Independent for 51 years, the democratic republic of Ghana is one of Africa's most stable countries. However, its political security does not immunize Ghana from the developmental problems plaguing most African nations. The capital city of Accra, though well-developed by African standards, still has little infrastructure compared with major U.S. cities.

"There were no [paved] roads, streetlights, utilities, pavement or waste management," Watson said. "You'd think the situation would deteriorate very quickly."

The mission team's goal was to increase cultural understanding through immersion in the Ghanaian culture. Observing the day-to-day life of Ghanaian citizens helped the mission team learn about the thriving Presbyterian Church in Ghana. Although Watson has led many youth mission teams, this was his first experience in a total-immersion situation.

"I admired the [Whitworth] students who went on the Central America study program because they experienced real immersion, living with local families and came back different people," Watson said. "I thought it was something I could never do because I loved the team aspect and esprit de corps of mission teams."

A 45-minute drive from the capitol found the team in Kpone, a fishing village where families live in mud huts. Most of the families the team encountered live in close-knit tribes that have not changed their standards of living despite their proximity to the westernized capital. The team members split up and lived in homes with Ghanaian families. Watson calls this experience exhausting, but fascinating.

"They're never lonely," Watson said of the Ghanaian people with whom he lived. "They're always surrounded with a very supportive, close-knit community. Parents will leave for a year or two to study in America or something, and the family won't miss a beat."

While visiting Kpone, Watson observed that most Ghanaian families live in tribal systems where unwritten codes of conduct are strictly adhered to. Each person has a defined role, from children up to tribal chiefs. Watson said there are few behavioral problems in Ghanaian societies, perhaps as a result of this clarity. The Ghanaian people asked the mission team about public shootings in the United States because "they don't understand how someone can become so isolated and depressed that it could get to that point," Watson said.

Watson's trip was the third for the Denver Presbytery Ghana Partnership, an alliance between three Presbyterian churches in Denver with Bethel Presbyterian Church and Osu Presbyterian Boys Primary School (OPBPS) in Ghana.

This partnership would not be possible without the Rev. Ebenezer Nii Narh Yebuah, Watson said. A doctoral student at the University of Denver and Iliff Theological Seminary, Yebuah attended OPBPS as a child. Fifteen years ago, he began building Bethel Presbyterian in Kpone. He also worked as a pastor at Bethel Presbyterian before returning to school in the United States.

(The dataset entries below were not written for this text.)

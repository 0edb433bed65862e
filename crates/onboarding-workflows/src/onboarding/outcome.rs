// Copyright (C) 2025 SyncMyOrders Sp. z o.o.
// SPDX-License-Identifier: AGPL-3.0-or-later
//! Phase 3: disable payments or run KYC.

use durable_runtime::Result;
use tracing::{error, info};

use super::OnboardingRun;
use crate::constants::kyc_child_id;
use crate::identity::{IdentityVerificationInput, IdentityVerificationProcess};
use crate::models::{OnboardingOutcome, OnboardingStatus, ReminderType};

/// Deadline missed. A failed disable call is logged; the outcome stands.
pub(crate) async fn disable_payments(run: &OnboardingRun<'_>) -> Result<OnboardingOutcome> {
    info!(
        merchant_id = %run.merchant_id(),
        "Onboarding deadline expired, disabling payments"
    );
    run.state.advance(OnboardingStatus::PaymentsDisabled);

    if let Err(failure) = run.gateway.disable_payments(run.merchant_id()).await? {
        error!(
            merchant_id = %run.merchant_id(),
            error = %failure,
            "Failed to disable payments"
        );
    }

    Ok(OnboardingOutcome::PaymentsDisabled)
}

/// Verify the submitted document in the KYC child process.
pub(crate) async fn run_kyc(
    run: &OnboardingRun<'_>,
    identity: &IdentityVerificationProcess,
    document_id: String,
) -> Result<OnboardingOutcome> {
    info!(merchant_id = %run.merchant_id(), "Starting KYC verification");
    run.state.advance(OnboardingStatus::KycInProgress);

    let input = IdentityVerificationInput {
        merchant_id: run.merchant_id().to_string(),
        document_id,
    };
    let result = run
        .ctx
        .execute_child(&kyc_child_id(run.merchant_id()), identity, input)
        .await?;

    if !result.passed {
        run.state.advance(OnboardingStatus::Rejected);
        info!(
            merchant_id = %run.merchant_id(),
            details = %result.details,
            "KYC verification failed"
        );
        run.notify(ReminderType::KycRejection).await?;
        return Ok(OnboardingOutcome::KycRejected);
    }

    run.state.advance(OnboardingStatus::Approved);
    info!(
        merchant_id = %run.merchant_id(),
        verification_id = %result.verification_id,
        "Onboarding approved"
    );
    run.notify(ReminderType::OnboardingApproved).await?;
    Ok(OnboardingOutcome::Approved)
}
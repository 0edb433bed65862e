// Copyright (C) 2025 SyncMyOrders Sp. z o.o.
// SPDX-License-Identifier: AGPL-3.0-or-later
//! External operations used by the onboarding processes.
//!
//! Processes never call these directly; they go through
//! [`ActivityGateway`](crate::gateway::ActivityGateway), which applies the
//! retry policy of each call and journals the outcome.

mod faults;
mod stub;

pub use faults::SeededFaults;
pub use stub::StubActivities;

use async_trait::async_trait;
use durable_runtime::ActivityError;

use crate::constants::ERR_TYPE_IDENTITY_VERIFICATION_FAILED;
use crate::models::{DocumentUpload, ReminderRequest, VerificationResult};

/// Implementations of the external calls.
///
/// Injected into the processes at construction time.
#[async_trait]
pub trait Activities: Send + Sync {
    /// Send a reminder or notification email. Returns the reminder id.
    async fn send_reminder(&self, request: &ReminderRequest) -> Result<String, ActivityError>;

    /// Disable payment processing for a merchant. Idempotent.
    async fn disable_payments(&self, merchant_id: &str) -> Result<(), ActivityError>;

    /// Check an identity document with the third-party supplier.
    async fn validate_with_supplier(
        &self,
        document: &DocumentUpload,
    ) -> Result<VerificationResult, ActivityError>;

    async fn perform_internal_verifications(
        &self,
        merchant_id: &str,
    ) -> Result<VerificationResult, ActivityError>;
}

/// Syntax check the supplier applies to document ids.
///
/// Every character must be an ASCII decimal digit; anything else is a
/// non-retryable `IdentityVerificationFailed` error.
pub fn validate_document_id(document_id: &str) -> Result<(), ActivityError> {
    if document_id.chars().all(|c| c.is_ascii_digit()) {
        return Ok(());
    }
    Err(ActivityError::non_retryable(
        ERR_TYPE_IDENTITY_VERIFICATION_FAILED,
        "identity document rejected by supplier: contains non-numeric characters",
    ))
}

Yebuah helped the team prepare for the trip by giving them essential briefings about Ghana and its people. With this information, the mission team was able to provide the service that has exemplified all Watson's mission teams. For most of the trip, the team focused on building and remodeling Bethel Presbyterian's church building in Kpone.

The mission team also spent two days in the village of Osu, focusing on increasing technology education at OPBPS. They donated laptop computers and began teaching the students and their teachers how to type.

Throughout the trip, the team took opportunities to teach and learn alongside members of the Ghanaian Presbytery.

"The most important thing is that God is doing a really amazing work in Ghana," Watson said. "It was fun to try to grasp what exactly is going on there, and to see the church so alive."

Despite the immense amount of information Watson absorbed in Ghana, he still has questions.

"Why is the church so successful over there, and why are they strong in areas where we aren't?" Watson asked. "Why are they struggling in areas where we aren't?"

These questions have followed Watson throughout his career, and they will continue to drive his ministry. Whether trying to learn about overseas branches of Christianity or serving forgotten pockets of humanity in the United States, missions will remain at the heart of Watson's mission.